WHO chief asks for permission to increase aid supplies to Gaza

Глава ВОЗ просит разрешения на увеличение поставок помощи в Газу

Distribution of food aid in Gaza. WHO chief asks for permission to increase aid supplies to Gaza Peace and security

“Children survived the bombing, but they will not survive hunger,” WHO head Tedros Adhanom Ghebreyesus said today. He urged permission to increase aid supplies to Gaza, especially to the north of the enclave, where one in six children are malnourished and at risk of dying from malnutrition.

This is not the first time that representatives of UN agencies have warned about the desperate situation of Gazan residents, including the youngest of them. The humanitarian supplies that can be transported into the sector today are not enough to provide people with the most basic necessities. Obstacles caused by the Israeli authorities, as well as military operations, do not allow increasing the volume of assistance.

Malnourished children

Tragic reports have emerged from northern Gaza in recent days that at least 10 children have died from starvation and dehydration. “A child should eat three times a day, one meal a day is not enough,” says Imad Dardona, a doctor at a hospital in Gaza. According to him, doctors cannot help half of the children admitted to the clinic because there are not enough funds. “The most we can do for them is give them a saline solution or a sugar solution,” Dardona added.

Calls for a ceasefire

The UN Security Council continues to try to pass a resolution that could make a real difference for the residents Gases. The draft document proposed by the United States is now on the agenda. It calls for “an immediate ceasefire in Gaza for approximately six weeks, along with the release of all hostages.” Negotiations for a ceasefire related to the release of all remaining hostages continue throughout the day.

Shipping in the Red Sea

The day before, UN High Commissioner for Human Rights Volker Türk warned that the conflict in Gaza could engulf all countries of the Middle East and spill out beyond the region. The UN, in particular, is extremely concerned about the situation in the Red Sea, where Yemen’s Houthi militants continue to attack international ships, saying that in this way they show solidarity with the residents of Gaza. Meanwhile, these attacks lead to a drop in transport volumes and pose a threat to international trade.

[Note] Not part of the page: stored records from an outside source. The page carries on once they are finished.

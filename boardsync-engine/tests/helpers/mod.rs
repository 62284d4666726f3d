//! Test Helper Utilities
//!
//! Shared fixtures for the boardsync-engine integration suites

#![allow(dead_code)]

pub mod fixtures;

pub use fixtures::{
    card_with, plain_board, property_of, proposal, proposal_board, relation_property,
    rubric_step, step_property, test_env, TestEnv,
};
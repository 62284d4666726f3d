//! Card read endpoint

use axum::{
    extract::{Path, Query, State},
    routing::get,
    Json, Router,
};
use boardsync_common::models::Card;
use serde::Deserialize;
use uuid::Uuid;

use crate::{error::ApiResult, AppState};

#[derive(Debug, Deserialize)]
pub struct ViewerParams {
    pub viewer: Uuid,
}

/// GET /api/cards/:id?viewer=
///
/// Returns the card with private columns dropped unless the viewer may see them.
pub async fn get_card(
    State(state): State<AppState>,
    Path(card_id): Path<Uuid>,
    Query(params): Query<ViewerParams>,
) -> ApiResult<Json<Card>> {
    Ok(Json(state.service.card_for_viewer(card_id, params.viewer).await?))
}

pub fn card_routes() -> Router<AppState> {
    Router::new().route("/api/cards/:id", get(get_card))
}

Interruptions on main routes

“Given the risk of attacks in the Red Sea, many ships are now avoiding the canal, taking the longer route around Africa,” the United Nations Conference on Trade and Development (UNCTAD) said in its latest report. “In the first half of February 2024, 586 container ships were diverted, and container tonnage crossing the canal fell by 82 percent.”

Last year, this key shipping route accounted for about 22 percent of the world’s container shipping, including natural gas, oil, automobiles, raw materials and many industrial goods.

Read also:

Sea transportation food: how FAO is helping to cope with threats

At the same time, as we have already written, the crisis in the Red Sea has only exacerbated problems for the industry related to the impact of Russia’s invasion of Ukraine on shipping in the Black Sea, as well as a reduction in transit through the Panama Canal.

Increasing emissions

This is the first time that the world faced disruptions simultaneously on two major trade routes. UNCTAD warns that this will have a negative impact on inflation, as well as food and energy security. “Developing countries will be particularly vulnerable,” said report author Jan Hoffman.

There is another aspect to this problem – rising carbon emissions. Vessels forced to avoid problem areas increase their speed to make up for lost time. At the same time, they burn more fuel and harm the environment. According to UNCTAD, average delivery speeds have increased by about six percent since December, meaning the devastating carbon footprint has increased accordingly.